4. Institutional law reform: One body for which I can certainly claim a measure of credit is the Australian Law Reform Commission (ALRC), which, after 1975, I helped to establish. Perhaps even more important, in the long run, was the spread of the acceptance of institutional law reform more generally and of the value and necessity of permanent law reform agencies in Australia. The ALRC has been utilised by successive federal governments. It has continued to perform work of a very high calibre. Its reports enjoy a high rate of implementation by world standards. Its reports are frequently referred to in argument before the High Court of Australia. This occurs not only in cases concerned with statutes originally recommended by the Commission12 but more generally, by analogy, on relevant aspects of the law13.

When the ALRC was created, there was a great deal of hostility both towards the Commission and to the idea of law reform. Chief Justice Young14 of Victoria, otherwise a very fine judge, was unwelcoming to institutional law reform, certainly of the federal and full time variety. He condemned what he saw as the professional commitment of law reformers to see faults in the legal system. There were similar attitudes at that time towards any formal system of judicial education.

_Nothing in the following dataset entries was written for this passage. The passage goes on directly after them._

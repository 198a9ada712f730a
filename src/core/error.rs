//! Error types for the exposure engine

use thiserror::Error;

#[derive(Error, Debug)]
pub enum ExposureError {
    #[error("Data error: {0}")]
    Data(String),

    #[error("Invalid input: {0}")]
    InvalidInput(String),

    #[error("Config error: {0}")]
    Config(String),

    #[error("IO error: {0}")]
    IO(#[from] std::io::Error),

    #[error("Serialization error: {0}")]
    Serialization(String),
}

pub type ExposureResult<T> = Result<T, ExposureError>;

impl ExposureError {
    pub fn data(msg: impl Into<String>) -> Self {
        Self::Data(msg.into())
    }

    pub fn invalid_input(msg: impl Into<String>) -> Self {
        Self::InvalidInput(msg.into())
    }

    pub fn config(msg: impl Into<String>) -> Self {
        Self::Config(msg.into())
    }
}

impl From<serde_json::Error> for ExposureError {
    fn from(e: serde_json::Error) -> Self {
        Self::Serialization(e.to_string())
    }
}
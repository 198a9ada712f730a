//! Option side and expiry-scope definitions

use std::fmt;
use std::str::FromStr;

use serde::{Deserialize, Serialize};

use super::error::ExposureError;

/// Option side (Call or Put)
#[derive(Debug, Clone, Copy, PartialEq, Eq, Hash, Serialize, Deserialize)]
pub enum OptionSide {
    Call,
    Put,
}

/// Which slice of the chain an invocation was asked to cover.
///
/// Parsed from the tags `"0dte"`, `"<n>dte"` and `"all"`.
#[derive(Debug, Clone, Copy, PartialEq, Eq, Hash, Serialize, Deserialize)]
pub enum ExpiryScope {
    /// Same-day expirations only
    ZeroDte,
    /// Expirations up to `n` days out
    Dte(u32),
    /// Every expiration in the chain
    All,
}

impl ExpiryScope {
    /// Whether the next-expiry curve is populated
    pub fn has_next_expiry(&self) -> bool {
        !matches!(self, ExpiryScope::ZeroDte)
    }

    /// Whether the up-to-monthly-opex curve is populated
    pub fn has_monthly(&self) -> bool {
        matches!(self, ExpiryScope::All)
    }
}

impl fmt::Display for ExpiryScope {
    fn fmt(&self, f: &mut fmt::Formatter<'_>) -> fmt::Result {
        match self {
            ExpiryScope::ZeroDte => write!(f, "0dte"),
            ExpiryScope::Dte(n) => write!(f, "{}dte", n),
            ExpiryScope::All => write!(f, "all"),
        }
    }
}

impl FromStr for ExpiryScope {
    type Err = ExposureError;

    fn from_str(s: &str) -> Result<Self, Self::Err> {
        let tag = s.trim().to_ascii_lowercase();
        if tag == "all" {
            return Ok(ExpiryScope::All);
        }

        let days = tag
            .strip_suffix("dte")
            .and_then(|n| n.parse::<u32>().ok())
            .ok_or_else(|| ExposureError::invalid_input(format!("Unknown expiry scope: {}", s)))?;

        Ok(if days == 0 {
            ExpiryScope::ZeroDte
        } else {
            ExpiryScope::Dte(days)
        })
    }
}

#[cfg(test)]
mod tests {
    use super::*;

    #[test]
    fn test_scope_parsing() {
        assert_eq!("0dte".parse::<ExpiryScope>().unwrap(), ExpiryScope::ZeroDte);
        assert_eq!("7dte".parse::<ExpiryScope>().unwrap(), ExpiryScope::Dte(7));
        assert_eq!("ALL".parse::<ExpiryScope>().unwrap(), ExpiryScope::All);
        assert!("weekly".parse::<ExpiryScope>().is_err());
        assert!("dte".parse::<ExpiryScope>().is_err());
    }

    #[test]
    fn test_scope_round_trip_display() {
        for tag in ["0dte", "3dte", "all"] {
            let scope: ExpiryScope = tag.parse().unwrap();
            assert_eq!(scope.to_string(), tag);
        }
    }

    #[test]
    fn test_scope_curves() {
        assert!(!ExpiryScope::ZeroDte.has_next_expiry());
        assert!(ExpiryScope::Dte(5).has_next_expiry());
        assert!(!ExpiryScope::Dte(5).has_monthly());
        assert!(ExpiryScope::All.has_monthly());
    }
}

With the passage of 30 years, and partly because of the procedures of open consultation and discussion pioneered by the ALRC and the careful work of bodies engaged in judicial education, all this has changed. Thus, a majority of the present Justices of the High Court have, at one stage of their professional careers, served as part-time commissioners or consultants for the ALRC (French CJ, Heydon J, Kiefel J and myself). Likewise, the use of law reform reports in judicial reasoning in Australia is now very high15.

A generation of lawyers has now come to maturity in Australia, accepting the existence and legitimacy of institutional law reform. Hostility is now confined to a very few. The need constantly to update the law is broadly recognised. Moreover, the need to address technological issues and sensitive moral questions, in consultation with experts and the community beyond the legal profession, is well accepted. Conferences and seminars for the judiciary, addressing contemporary issues, are now common place. All of this has produced something of a change in Australia's legal and judicial culture to which I have contributed.

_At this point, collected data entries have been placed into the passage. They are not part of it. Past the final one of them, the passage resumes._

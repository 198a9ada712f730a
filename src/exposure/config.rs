//! Configuration for the exposure pipeline

use std::path::Path;

use serde::{Deserialize, Serialize};

use crate::core::{ExposureError, ExposureResult};

/// Configuration for exposure aggregation and flip location
#[derive(Debug, Clone, PartialEq, Serialize, Deserialize)]
#[serde(default)]
pub struct ExposureConfig {
    /// Number of synthetic spot levels in the profile grid
    /// Default: 300
    pub grid_points: usize,

    /// Lower edge of the strike/spot window as a multiple of spot
    /// Default: 0.5
    pub window_low: f64,

    /// Upper edge of the strike/spot window as a multiple of spot
    /// Default: 1.5
    pub window_high: f64,

    /// Divisor applied to every summed exposure for display
    /// Default: 1e9
    pub scale: f64,

    /// Minimum same-sign run on each side of a histogram flip
    /// Default: 2
    pub min_run_length: usize,
}

impl Default for ExposureConfig {
    fn default() -> Self {
        Self {
            grid_points: 300,
            window_low: 0.5,
            window_high: 1.5,
            scale: 1e9,
            min_run_length: 2,
        }
    }
}

impl ExposureConfig {
    /// Load from a JSON file; missing fields take their defaults
    pub fn from_json_file(path: impl AsRef<Path>) -> ExposureResult<Self> {
        let json = std::fs::read_to_string(path.as_ref())?;
        let config: ExposureConfig = serde_json::from_str(&json)?;
        config.validate()?;
        Ok(config)
    }

    pub fn validate(&self) -> ExposureResult<()> {
        if self.grid_points < 2 {
            return Err(ExposureError::config("grid_points must be at least 2"));
        }
        if !(self.window_low > 0.0 && self.window_low < self.window_high) {
            return Err(ExposureError::config(format!(
                "window must satisfy 0 < low < high, got [{}, {}]",
                self.window_low, self.window_high
            )));
        }
        if !(self.scale.is_finite() && self.scale > 0.0) {
            return Err(ExposureError::config("scale must be positive"));
        }
        if self.min_run_length == 0 {
            return Err(ExposureError::config("min_run_length must be at least 1"));
        }
        Ok(())
    }

    /// Strike/spot window `[from_strike, to_strike]` around spot
    pub fn window(&self, spot: f64) -> (f64, f64) {
        (self.window_low * spot, self.window_high * spot)
    }
}

#[cfg(test)]
mod tests {
    use super::*;
    use std::io::Write;

    #[test]
    fn test_defaults_are_valid() {
        let config = ExposureConfig::default();
        assert!(config.validate().is_ok());
        assert_eq!(config.window(100.0), (50.0, 150.0));
        assert_eq!(config.min_run_length, 2);
    }

    #[test]
    fn test_invalid_configs() {
        let bad_grid = ExposureConfig {
            grid_points: 1,
            ..Default::default()
        };
        assert!(bad_grid.validate().is_err());

        let bad_window = ExposureConfig {
            window_low: 1.2,
            window_high: 0.8,
            ..Default::default()
        };
        assert!(bad_window.validate().is_err());
    }

    #[test]
    fn test_partial_json() {
        let mut file = tempfile::NamedTempFile::new().unwrap();
        write!(file, r#"{{"grid_points": 50, "min_run_length": 3}}"#).unwrap();

        let config = ExposureConfig::from_json_file(file.path()).unwrap();
        assert_eq!(config.grid_points, 50);
        assert_eq!(config.min_run_length, 3);
        assert_eq!(config.scale, 1e9);
    }
}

5. Academic and international links: Other changes that have occurred have concerned the use now made of academic materials and the links that exist between the judiciary and the academic branch of the legal profession. Not so long ago, GummowJ lamented the lack of reference, in most Australian judicial reasoning at that time, to academic literature and to international analogies. In particular, he remarked upon the fall in the citation of United States authority, when compared to the earlier days of the High Court16. He contrasted the citations of scholarly literature in the 1930s by Dixon J (and he might have added Evatt J) with the practice that was then followed, with its primary focus on English judicial reasoning to the exclusion of other sources.

I was taught legal theory by Professor Julius Stone. From my earliest days in the law I accepted Stone's instruction that judges, especially in appellate courts, have "leeways for judicial choice"17. I accepted Stone's analysis which left me and other converts singularly dissatisfied with the positivist, linguistic, purely verbal analysis of legal problems.

I have always felt comfortable with academic lawyers and have never felt a professional hostility to them or a need to denigrate or ignore their contributions to our discipline. The ultimate measure of the previous attitude was reflected in the former rule that academic works should not be cited in judicial proceedings during the lifetime of an author, lest the author might change his or her opinion and recant before death. We have now abandoned this somewhat unreasonable requirement. Not everyone in the law appreciates the special capacity of scholars to assist judicial reasoning. Moreover, such assistance varies between people and disciplines. But academic lawyers are often amongst the most talented graduates of their era, having an interest in conceptualising the law and in moving beyond the citation of a plethora of cases with which common law techniques tend to be most comfortable. Shifting gears from cases and instances to a search for the underlying principles behind a stream of authority is the special value added of the legal academy. This talent is often encouraged amongst judges by maintaining links with overseas lawyers, judges and universities, including those of the civil law tradition whose methodology is so different from our own.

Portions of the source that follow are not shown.